- AIM OF THE EXERCISE:
Retype each line below precisely.

━━━ ENTRIES SUPPLIED

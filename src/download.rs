use std::path::{Path, PathBuf};

use reqwest::Client;
use thiserror::Error;
use tokio::io::AsyncWriteExt;
use tracing::{debug, info};

#[derive(Error, Debug)]
pub enum DownloadError {
    #[error("download request failed: {0}")]
    Request(#[from] reqwest::Error),
    #[error("{url} returned HTTP {status}")]
    Status { status: u16, url: String },
    #[error("failed to write file: {0}")]
    Io(#[from] std::io::Error),
}

/// Replaces characters that are not allowed in file names.
pub fn sanitize_file_name(name: &str) -> String {
    let cleaned: String = name
        .chars()
        .map(|c| match c {
            '/' | '\\' | ':' | '*' | '?' | '"' | '<' | '>' | '|' => '_',
            c if c.is_control() => '_',
            c => c,
        })
        .collect();
    let trimmed = cleaned.trim().trim_matches('.');
    if trimmed.is_empty() {
        "untitled".to_string()
    } else {
        trimmed.to_string()
    }
}

/// `{dir}/{title}/{episode}.mp4`
pub fn episode_path(dir: &Path, title: &str, episode: &str) -> PathBuf {
    dir.join(sanitize_file_name(title))
        .join(format!("{}.mp4", sanitize_file_name(episode)))
}

/// Streams files to disk with the same identification the player sends.
#[derive(Debug, Clone)]
pub struct Downloader {
    client: Client,
    referrer: String,
}

impl Downloader {
    pub fn new(user_agent: &str, referrer: &str) -> Self {
        Self {
            client: crate::sources::http_client(user_agent),
            referrer: referrer.to_string(),
        }
    }

    /// Downloads `url` to `dest`, reporting (bytes so far, total if known).
    ///
    /// Data goes to a `.part` file that is renamed once complete.
    pub async fn download(
        &self,
        url: &str,
        dest: &Path,
        mut on_progress: impl FnMut(u64, Option<u64>),
    ) -> Result<u64, DownloadError> {
        if let Some(parent) = dest.parent() {
            tokio::fs::create_dir_all(parent).await?;
        }

        debug!(url = %url, dest = %dest.display(), "starting download");
        let mut response = self
            .client
            .get(url)
            .header("Referer", &self.referrer)
            .send()
            .await?;
        if !response.status().is_success() {
            return Err(DownloadError::Status {
                status: response.status().as_u16(),
                url: url.to_string(),
            });
        }

        let total = response.content_length();
        let partial = dest.with_extension("part");
        let result = async {
            let mut file = tokio::fs::File::create(&partial).await?;
            let mut written = 0u64;
            while let Some(chunk) = response.chunk().await? {
                file.write_all(&chunk).await?;
                written += chunk.len() as u64;
                on_progress(written, total);
            }
            file.flush().await?;
            drop(file);
            tokio::fs::rename(&partial, dest).await?;
            Ok::<_, DownloadError>(written)
        }
        .await;

        match result {
            Ok(written) => {
                info!(dest = %dest.display(), bytes = written, "download complete");
                Ok(written)
            }
            Err(e) => {
                if let Err(rm) = tokio::fs::remove_file(&partial).await {
                    debug!(path = %partial.display(), error = %rm, "no partial file to remove");
                }
                Err(e)
            }
        }
    }
}
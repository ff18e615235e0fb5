use directories::ProjectDirs;
use serde::{Deserialize, Serialize};
use std::collections::HashMap;
use std::path::{Path, PathBuf};
use tracing::{debug, error};

use crate::models::TitleRef;
use crate::sources::SourceKind;

/// Entries untouched for this long are dropped on load.
pub const RETENTION_DAYS: u64 = 365;

/// Last thing watched for one title
#[derive(Debug, Clone, PartialEq, Serialize, Deserialize)]
pub struct WatchEntry {
    pub title: String,
    pub episode_index: usize,
    pub episode_title: Option<String>,
    /// Seconds into the episode when the player was last seen
    pub position: f64,
    pub duration: f64,
    pub last_watched: u64,
}

impl WatchEntry {
    pub fn progress_percent(&self) -> f64 {
        if self.duration > 0.0 {
            self.position / self.duration * 100.0
        } else {
            0.0
        }
    }
}

/// Watch history stored on disk
#[derive(Debug, Clone, Default, Serialize, Deserialize)]
pub struct WatchHistory {
    /// Map from "{source}:{id or slug}" to watch entry
    entries: HashMap<String, WatchEntry>,
    #[serde(skip)]
    path: Option<PathBuf>,
}

fn now() -> u64 {
    std::time::SystemTime::now()
        .duration_since(std::time::UNIX_EPOCH)
        .map(|d| d.as_secs())
        .unwrap_or(0)
}

impl WatchHistory {
    /// Load history from the platform data directory, forgetting stale entries
    pub fn load() -> Self {
        let mut history = match Self::history_path() {
            Some(path) => Self::load_from(&path),
            None => Self::default(),
        };
        history.cleanup_old(RETENTION_DAYS);
        history
    }

    /// Load history from `path`; a missing or corrupt file starts empty.
    pub fn load_from(path: &Path) -> Self {
        let mut history = if !path.exists() {
            Self::default()
        } else {
            match std::fs::read_to_string(path) {
                Ok(contents) => match serde_json::from_str::<WatchHistory>(&contents) {
                    Ok(history) => {
                        debug!(entries = history.entries.len(), "loaded watch history");
                        history
                    }
                    Err(e) => {
                        error!("failed to parse history: {}", e);
                        Self::default()
                    }
                },
                Err(e) => {
                    error!("failed to read history: {}", e);
                    Self::default()
                }
            }
        };
        history.path = Some(path.to_path_buf());
        history
    }

    /// History that is never written to disk
    pub fn in_memory() -> Self {
        Self::default()
    }

    /// Save history to disk
    pub fn save(&self) {
        let Some(path) = self.path.as_deref() else {
            return;
        };

        if let Some(parent) = path.parent()
            && let Err(e) = std::fs::create_dir_all(parent)
        {
            error!("failed to create history directory: {}", e);
            return;
        }

        match serde_json::to_string_pretty(self) {
            Ok(contents) => {
                if let Err(e) = std::fs::write(path, contents) {
                    error!("failed to write history: {}", e);
                }
            }
            Err(e) => {
                error!("failed to serialize history: {}", e);
            }
        }
    }

    fn history_path() -> Option<PathBuf> {
        ProjectDirs::from("", "", "anistream").map(|dirs| dirs.data_dir().join("history.json"))
    }

    pub fn make_key(source: SourceKind, reference: &TitleRef) -> String {
        format!("{}:{}", source.name(), reference)
    }

    pub fn get(&self, key: &str) -> Option<&WatchEntry> {
        self.entries.get(key)
    }

    /// Record where the user got to in an episode
    pub fn update(
        &mut self,
        key: String,
        title: String,
        episode_index: usize,
        episode_title: Option<String>,
        position: f64,
        duration: f64,
    ) {
        self.entries.insert(
            key,
            WatchEntry {
                title,
                episode_index,
                episode_title,
                position,
                duration,
                last_watched: now(),
            },
        );
    }

    /// Resume position for this episode if it was left between 5% and 90%
    pub fn resume_point(&self, key: &str, episode_index: usize) -> Option<f64> {
        self.entries
            .get(key)
            .filter(|e| e.episode_index == episode_index)
            .filter(|e| {
                let percent = e.progress_percent();
                (5.0..90.0).contains(&percent)
            })
            .map(|e| e.position)
    }

    /// Clear entries older than given days
    pub fn cleanup_old(&mut self, days: u64) {
        let cutoff = now().saturating_sub(days * 24 * 60 * 60);
        self.entries.retain(|_, e| e.last_watched >= cutoff);
    }
}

━━━━━━

- WRITTEN RESPONSE:
filename src/download.rs
use std::path::{Path, PathBuf};

use reqwest::Client;
use thiserror::Error;
use tokio::io::AsyncWriteExt;
use tracing::{debug, info};

#[derive(Error, Debug)]
pub enum DownloadError {
    #[error("download request failed: {0}")]
    Request(#[from] reqwest::Error),
    #[error("{url} returned HTTP {status}")]
    Status { status: u16, url: String },
    #[error("failed to write file: {0}")]
    Io(#[from] std::io::Error),
}

/// Replaces characters that are not allowed in file names.
pub fn sanitize_file_name(name: &str) -> String {
    let cleaned: String = name
        .chars()
        .map(|c| match c {
            '/' | '\\' | ':' | '*' | '?' | '"' | '<' | '>' | '|' => '_',
            c if c.is_control() => '_',
            c => c,
        })
        .collect();
    let trimmed = cleaned.trim().trim_matches('.');
    if trimmed.is_empty() {
        "untitled".to_string()
    } else {
        trimmed.to_string()
    }
}

/// `{dir}/{title}/{episode}.mp4`
pub fn episode_path(dir: &Path, title: &str, episode: &str) -> PathBuf {
    dir.join(sanitize_file_name(title))
        .join(format!("{}.mp4", sanitize_file_name(episode)))
}

/// Streams files to disk with the same identification the player sends.
#[derive(Debug, Clone)]
pub struct Downloader {
    client: Client,
    referrer: String,
}

impl Downloader {
    pub fn new(user_agent: &str, referrer: &str) -> Self {
        Self {
            client: crate::sources::http_client(user_agent),
            referrer: referrer.to_string(),
        }
    }

    /// Downloads `url` to `dest`, reporting (bytes so far, total if known).
    ///
    /// Data goes to a `.part` file that is renamed once complete.
    pub async fn download(
        &self,
        url: &str,
        dest: &Path,
        mut on_progress: impl FnMut(u64, Option<u64>),
    ) -> Result<u64, DownloadError> {
        if let Some(parent) = dest.parent() {
            tokio::fs::create_dir_all(parent).await?;
        }

        debug!(url = %url, dest = %dest.display(), "starting download");
        let mut response = self
            .client
            .get(url)
            .header("Referer", &self.referrer)
            .send()
            .await?;
        if !response.status().is_success() {
            return Err(DownloadError::Status {
                status: response.status().as_u16(),
                url: url.to_string(),
            });
        }

        let total = response.content_length();
        let partial = dest.with_extension("part");
        let result = async {
            let mut file = tokio::fs::File::create(&partial).await?;
            let mut written = 0u64;
            while let Some(chunk) = response.chunk().await? {
                file.write_all(&chunk).await?;
                written += chunk.len() as u64;
                on_progress(written, total);
            }
            file.flush().await?;
            drop(file);
            tokio::fs::rename(&partial, dest).await?;
            Ok::<_, DownloadError>(written)
        }
        .await;

        match result {
            Ok(written) => {
                info!(dest = %dest.display(), bytes = written, "download complete");
                Ok(written)
            }
            Err(e) => {
                if let Err(rm) = tokio::fs::remove_file(&partial).await {
                    debug!(path = %partial.display(), error = %rm, "no partial file to remove");
                }
                Err(e)
            }
        }
    }
}
repository ff18e615235e0fb5
use directories::ProjectDirs;
use serde::{Deserialize, Serialize};
use std::collections::HashMap;
use std::path::{Path, PathBuf};
use tracing::{debug, error};

use crate::models::TitleRef;
use crate::sources::SourceKind;

/// Entries untouched for this long are dropped on load.
pub const RETENTION_DAYS: u64 = 365;

/// Last thing watched for one title
#[derive(Debug, Clone, PartialEq, Serialize, Deserialize)]
pub struct WatchEntry {
    pub title: String,
    pub episode_index: usize,
    pub episode_title: Option<String>,
    /// Seconds into the episode when the player was last seen
    pub position: f64,
    pub duration: f64,
    pub last_watched: u64,
}

impl WatchEntry {
    pub fn progress_percent(&self) -> f64 {
        if self.duration > 0.0 {
            self.position / self.duration * 100.0
        } else {
            0.0
        }
    }
}

/// Watch history stored on disk
#[derive(Debug, Clone, Default, Serialize, Deserialize)]
pub struct WatchHistory {
    /// Map from "{source}:{id or slug}" to watch entry
    entries: HashMap<String, WatchEntry>,
    #[serde(skip)]
    path: Option<PathBuf>,
}

fn now() -> u64 {
    std::time::SystemTime::now()
        .duration_since(std::time::UNIX_EPOCH)
        .map(|d| d.as_secs())
        .unwrap_or(0)
}

impl WatchHistory {
    /// Load history from the platform data directory, forgetting stale entries
    pub fn load() -> Self {
        let mut history = match Self::history_path() {
            Some(path) => Self::load_from(&path),
            None => Self::default(),
        };
        history.cleanup_old(RETENTION_DAYS);
        history
    }

    /// Load history from `path`; a missing or corrupt file starts empty.
    pub fn load_from(path: &Path) -> Self {
        let mut history = if !path.exists() {
            Self::default()
        } else {
            match std::fs::read_to_string(path) {
                Ok(contents) => match serde_json::from_str::<WatchHistory>(&contents) {
                    Ok(history) => {
                        debug!(entries = history.entries.len(), "loaded watch history");
                        history
                    }
                    Err(e) => {
                        error!("failed to parse history: {}", e);
                        Self::default()
                    }
                },
                Err(e) => {
                    error!("failed to read history: {}", e);
                    Self::default()
                }
            }
        };
        history.path = Some(path.to_path_buf());
        history
    }

    /// History that is never written to disk
    pub fn in_memory() -> Self {
        Self::default()
    }

    /// Save history to disk
    pub fn save(&self) {
        let Some(path) = self.path.as_deref() else {
            return;
        };

        if let Some(parent) = path.parent()
            && let Err(e) = std::fs::create_dir_all(parent)
        {
            error!("failed to create history directory: {}", e);
            return;
        }

        match serde_json::to_string_pretty(self) {
            Ok(contents) => {
                if let Err(e) = std::fs::write(path, contents) {
                    error!("failed to write history: {}", e);
                }
            }
            Err(e) => {
                error!("failed to serialize history: {}", e);
            }
        }
    }

    fn history_path() -> Option<PathBuf> {
        ProjectDirs::from("", "", "anistream").map(|dirs| dirs.data_dir().join("history.json"))
    }

    pub fn make_key(source: SourceKind, reference: &TitleRef) -> String {
        format!("{}:{}", source.name(), reference)
    }

    pub fn get(&self, key: &str) -> Option<&WatchEntry> {
        self.entries.get(key)
    }

    /// Record where the user got to in an episode
    pub fn update(
        &mut self,
        key: String,
        title: String,
        episode_index: usize,
        episode_title: Option<String>,
        position: f64,
        duration: f64,
    ) {
        self.entries.insert(
            key,
            WatchEntry {
                title,
                episode_index,
                episode_title,
                position,
                duration,
                last_watched: now(),
            },
        );
    }

    /// Resume position for this episode if it was left between 5% and 90%
    pub fn resume_point(&self, key: &str, episode_index: usize) -> Option<f64> {
        self.entries
            .get(key)
            .filter(|e| e.episode_index == episode_index)
            .filter(|e| {
                let percent = e.progress_percent();
                (5.0..90.0).contains(&percent)
            })
            .map(|e| e.position)
    }

    /// Clear entries older than given days
    pub fn cleanup_old(&mut self, days: u64) {
        let cutoff = now().saturating_sub(days * 24 * 60 * 60);
        self.entries.retain(|_, e| e.last_watched >= cutoff);
    }
}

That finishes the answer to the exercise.